News

Junko Shimada: “I was so drawn to Paris, to French culture, to its openness and diversity.”

Interviews

The career of Japanese designer Junko Shimada is a combination of phenomenal creative strength and irrepressible drive for independence. Arriving in Paris in the 1960s, she found herself in the midst of a cultural and social frenzy. She first honed her skills at Mafia, the revolutionary communications agency, then joined Cacharel before launching her own fashion House. Growing alongside the legendary Azzedine Alaïa and Kenzo Takada - for whom Paris was also a welcoming land - she depicts fashion as a profoundly human adventure, a succession of encounters with free, assiduous and passionate spirits.

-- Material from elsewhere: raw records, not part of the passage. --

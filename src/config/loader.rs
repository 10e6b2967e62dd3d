//! Configuration loader with TOML parsing and environment variable overrides

use super::schema::ExporterConfig;
use super::secret::secret_string;
use crate::domain::errors::ExporterError;
use crate::domain::result::Result;
use crate::domain::window::parse_date;
use regex::Regex;
use std::fs;
use std::path::Path;

/// Loads configuration from a TOML file
///
/// This function:
/// 1. Reads the TOML file
/// 2. Performs environment variable substitution (${VAR} syntax)
/// 3. Parses the TOML into ExporterConfig
/// 4. Applies environment variable overrides
/// 5. Validates the configuration
///
/// # Errors
///
/// Returns an error if the file cannot be read, a referenced variable is
/// unset, parsing fails, or the resulting configuration is invalid.
///
/// # Examples
///
/// ```no_run
/// use consent_export::config::loader::load_config;
///
/// let config = load_config("consent-export.toml").expect("Failed to load config");
/// ```
pub fn load_config(path: impl AsRef<Path>) -> Result<ExporterConfig> {
    let config = resolve_config(Some(path.as_ref()))?;
    validate(config)
}

/// Builds the configuration from defaults and environment variables only
///
/// This is the path taken when no configuration file is given: the four
/// variables `ORGANIZATION_ID`, `START_DATE`, `END_DATE` and `ACCESS_TOKEN`
/// are enough for a run.
pub fn load_from_env() -> Result<ExporterConfig> {
    let config = resolve_config(None)?;
    validate(config)
}

/// Reads the file (or starts from defaults) and applies environment
/// overrides, without validating
///
/// Used by the CLI, which layers its own flags on top before validating.
pub fn resolve_config(path: Option<&Path>) -> Result<ExporterConfig> {
    let mut config = match path {
        Some(path) => read_config(path)?,
        None => ExporterConfig::default(),
    };
    apply_env_overrides(&mut config)?;
    Ok(config)
}

/// Reads and parses a configuration file without applying overrides or
/// validating it
pub fn read_config(path: impl AsRef<Path>) -> Result<ExporterConfig> {
    let path = path.as_ref();

    if !path.exists() {
        return Err(ExporterError::Configuration(format!(
            "Configuration file not found: {}",
            path.display()
        )));
    }

    let contents = fs::read_to_string(path).map_err(|e| {
        ExporterError::Configuration(format!(
            "Failed to read configuration file {}: {}",
            path.display(),
            e
        ))
    })?;

    let contents = substitute_env_vars(&contents)?;

    toml::from_str(&contents)
        .map_err(|e| ExporterError::Configuration(format!("Failed to parse TOML: {e}")))
}

fn validate(config: ExporterConfig) -> Result<ExporterConfig> {
    config.validate().map_err(|e| {
        ExporterError::Configuration(format!("Configuration validation failed: {e}"))
    })?;

    Ok(config)
}

/// Substitutes environment variables in the format ${VAR_NAME}
///
/// Comment lines are left untouched.
///
/// # Errors
///
/// Returns an error listing every referenced variable that is not set
fn substitute_env_vars(input: &str) -> Result<String> {
    let re = Regex::new(r"\$\{([A-Z_][A-Z0-9_]*)\}")
        .map_err(|e| ExporterError::Other(format!("invalid substitution pattern: {e}")))?;
    let mut result = String::new();
    let mut missing_vars: Vec<String> = Vec::new();

    for line in input.lines() {
        if line.trim_start().starts_with('#') {
            result.push_str(line);
            result.push('\n');
            continue;
        }

        let mut processed_line = line.to_string();
        for cap in re.captures_iter(line) {
            let var_name = &cap[1];
            match std::env::var(var_name) {
                Ok(value) => {
                    let placeholder = format!("${{{var_name}}}");
                    processed_line = processed_line.replace(&placeholder, &value);
                }
                Err(_) => {
                    if !missing_vars.iter().any(|v| v == var_name) {
                        missing_vars.push(var_name.to_string());
                    }
                }
            }
        }
        result.push_str(&processed_line);
        result.push('\n');
    }

    if !missing_vars.is_empty() {
        return Err(ExporterError::Configuration(format!(
            "Missing required environment variables: {}",
            missing_vars.join(", ")
        )));
    }

    Ok(result)
}

/// Applies environment variable overrides
///
/// The run parameters use their bare names (`ORGANIZATION_ID`, `START_DATE`,
/// `END_DATE`, `ACCESS_TOKEN`); tuning knobs use the `CONSENT_EXPORT_` prefix.
fn apply_env_overrides(config: &mut ExporterConfig) -> Result<()> {
    // Run parameters
    if let Ok(val) = std::env::var("ORGANIZATION_ID") {
        config.export.organization_id = Some(val);
    }
    if let Ok(val) = std::env::var("START_DATE") {
        config.export.start_date = Some(parse_env_date("START_DATE", &val)?);
    }
    if let Ok(val) = std::env::var("END_DATE") {
        config.export.end_date = Some(parse_env_date("END_DATE", &val)?);
    }
    if let Ok(val) = std::env::var("ACCESS_TOKEN") {
        config.api.access_token = Some(secret_string(val));
    }

    // Application overrides
    if let Ok(val) = std::env::var("CONSENT_EXPORT_LOG_LEVEL") {
        config.application.log_level = val;
    }

    // API overrides
    if let Ok(val) = std::env::var("CONSENT_EXPORT_API_BASE_URL") {
        config.api.base_url = val;
    }
    if let Ok(val) = std::env::var("CONSENT_EXPORT_API_TIMEOUT_SECONDS") {
        if let Ok(timeout) = val.parse() {
            config.api.timeout_seconds = timeout;
        }
    }
    if let Ok(val) = std::env::var("CONSENT_EXPORT_API_MAX_RETRIES") {
        if let Ok(retries) = val.parse() {
            config.api.retry.max_retries = retries;
        }
    }
    if let Ok(val) = std::env::var("CONSENT_EXPORT_RATE_LIMIT_MAX_REQUESTS") {
        if let Ok(max) = val.parse() {
            config.api.rate_limit.max_requests = max;
        }
    }
    if let Ok(val) = std::env::var("CONSENT_EXPORT_RATE_LIMIT_PERIOD_SECONDS") {
        if let Ok(period) = val.parse() {
            config.api.rate_limit.period_seconds = period;
        }
    }

    // Export overrides
    if let Ok(val) = std::env::var("CONSENT_EXPORT_OUTPUT_DIR") {
        config.export.output_dir = val;
    }

    // Logging overrides
    if let Ok(val) = std::env::var("CONSENT_EXPORT_LOGGING_LOCAL_ENABLED") {
        config.logging.local_enabled = val.parse().unwrap_or(false);
    }
    if let Ok(val) = std::env::var("CONSENT_EXPORT_LOGGING_LOCAL_PATH") {
        config.logging.local_path = val;
    }

    Ok(())
}

fn parse_env_date(name: &str, value: &str) -> Result<chrono::NaiveDate> {
    parse_date(value)
        .map_err(|e| ExporterError::Configuration(format!("{name}: {e}")))
}
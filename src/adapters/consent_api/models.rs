//! Consent API wire models
//!
//! Paginated endpoints return a bare JSON array as body and announce the
//! total number of pages in the `x-last-page` response header.

use crate::domain::ApiError;
use reqwest::header::{HeaderMap, RETRY_AFTER};
use std::time::Duration;

/// Response header carrying the last page number of a paginated query
pub const LAST_PAGE_HEADER: &str = "x-last-page";

/// One page of a paginated listing
#[derive(Debug, Clone, PartialEq)]
pub struct Page<T> {
    /// Items of this page, in server order
    pub items: Vec<T>,

    /// Last page number the server reported for the query
    pub last_page: u32,
}

/// Reads the last page number from response headers
///
/// # Errors
///
/// A missing or non-numeric header would leave the pagination loop without a
/// stop condition, so it is reported as [`ApiError::InvalidResponse`].
pub fn parse_last_page(headers: &HeaderMap) -> Result<u32, ApiError> {
    let value = headers.get(LAST_PAGE_HEADER).ok_or_else(|| {
        ApiError::InvalidResponse(format!("missing {LAST_PAGE_HEADER} header"))
    })?;

    value
        .to_str()
        .ok()
        .and_then(|v| v.trim().parse::<u32>().ok())
        .ok_or_else(|| {
            ApiError::InvalidResponse(format!(
                "non-numeric {LAST_PAGE_HEADER} header: {value:?}"
            ))
        })
}

/// Reads a `Retry-After` header expressed in seconds
pub fn parse_retry_after(headers: &HeaderMap) -> Option<Duration> {
    headers
        .get(RETRY_AFTER)
        .and_then(|v| v.to_str().ok())
        .and_then(|v| v.trim().parse::<u64>().ok())
        .map(Duration::from_secs)
}
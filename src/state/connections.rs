use axum::extract::ws::Message;
use dashmap::DashMap;
use tokio::sync::mpsc;
use tracing::warn;

use crate::{
    dto::ws::ServerMessage,
    services::transport::Transport,
    state::room::ClientId,
};

/// Registry of open player sockets keyed by their connection identity.
#[derive(Default)]
pub struct ConnectionRegistry {
    sockets: DashMap<ClientId, mpsc::UnboundedSender<Message>>,
}

impl ConnectionRegistry {
    /// Create an empty registry.
    pub fn new() -> Self {
        Self::default()
    }

    /// Track the writer channel of a freshly upgraded socket.
    pub fn register(&self, client: ClientId, tx: mpsc::UnboundedSender<Message>) {
        self.sockets.insert(client, tx);
    }

    /// Forget a socket once it closed.
    pub fn unregister(&self, client: &ClientId) {
        self.sockets.remove(client);
    }

    /// Number of open sockets.
    pub fn len(&self) -> usize {
        self.sockets.len()
    }

    /// Whether no socket is open.
    pub fn is_empty(&self) -> bool {
        self.sockets.is_empty()
    }
}

impl Transport for ConnectionRegistry {
    fn deliver(&self, recipients: &[ClientId], message: &ServerMessage) {
        let payload = match serde_json::to_string(message) {
            Ok(payload) => payload,
            Err(err) => {
                warn!(error = %err, "failed to serialize message `{message:?}`");
                return;
            }
        };

        for client in recipients {
            let Some(tx) = self.sockets.get(client).map(|entry| entry.clone()) else {
                continue;
            };

            if tx.send(Message::Text(payload.clone().into())).is_err() {
                warn!(%client, "send failed (writer closed), removing connection");
                self.sockets.remove(client);
            }
        }
    }
}
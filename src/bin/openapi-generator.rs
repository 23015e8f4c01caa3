use roulen_gamos_back::services::documentation::ApiDoc;
use utoipa::OpenApi;

fn main() {
    let doc = ApiDoc::openapi();
    println!("{}", doc.to_pretty_json().unwrap());
}
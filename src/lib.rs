//! Library crate for roulen-gamos-back, exposing modules for binaries and integration tests.

pub mod catalog;
pub mod config;
mod dto;
mod error;
pub mod routes;
pub mod services;
pub mod state;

Her studio is adjacent to her Paris boutique on rue Saint-Florentin. On the racks hang pieces from the new collection, along with animal-head masks on wooden mannequins, an eagle, a frog, a blackbird. “It's for the presentation. It's going to be like a jungle. And it's funny, you have to laugh in fashion, and in life too,” she states with a smile. The collection is conceived and prepared in Paris, and some pieces are produced in her Japanese ateliers, “mainly knitwear”. Shimada makes clothes that are “simple and beautiful, for everyday women. Sexy too, but sexy comes naturally. It's an attitude, it doesn't have to come from the clothes.” With two collections a year since the launch of her House in 1982, Shimada has mastered the art of reinventing herself while remaining deeply faithful to her signature style and values. 

“In Japan, I used to spend my time at the cinema watching the films of the Nouvelle Vague. I was fascinated by Paris.”

Fashion wasn't a vocation; it was a key to independence. “My mother found herself raising me alone and I had to get a job. It was difficult to be an independent woman in Japan at that time.” She chose sewing, because “it's a profession, but it was also useful for everyday life. I liked drawing and painting, but you couldn't earn a living that way.” She joined the Sugino Gakuen Dressmaker Institute in Tokyo and spent most of her free time at the cinema, carried away by the Nouvelle Vague and its emblematic figures including Jeanne Moreau, Anna Karina and Jean-Paul Belmondo. This movement redefined French cinema and imagery of Paris, radically overturning traditional codes. 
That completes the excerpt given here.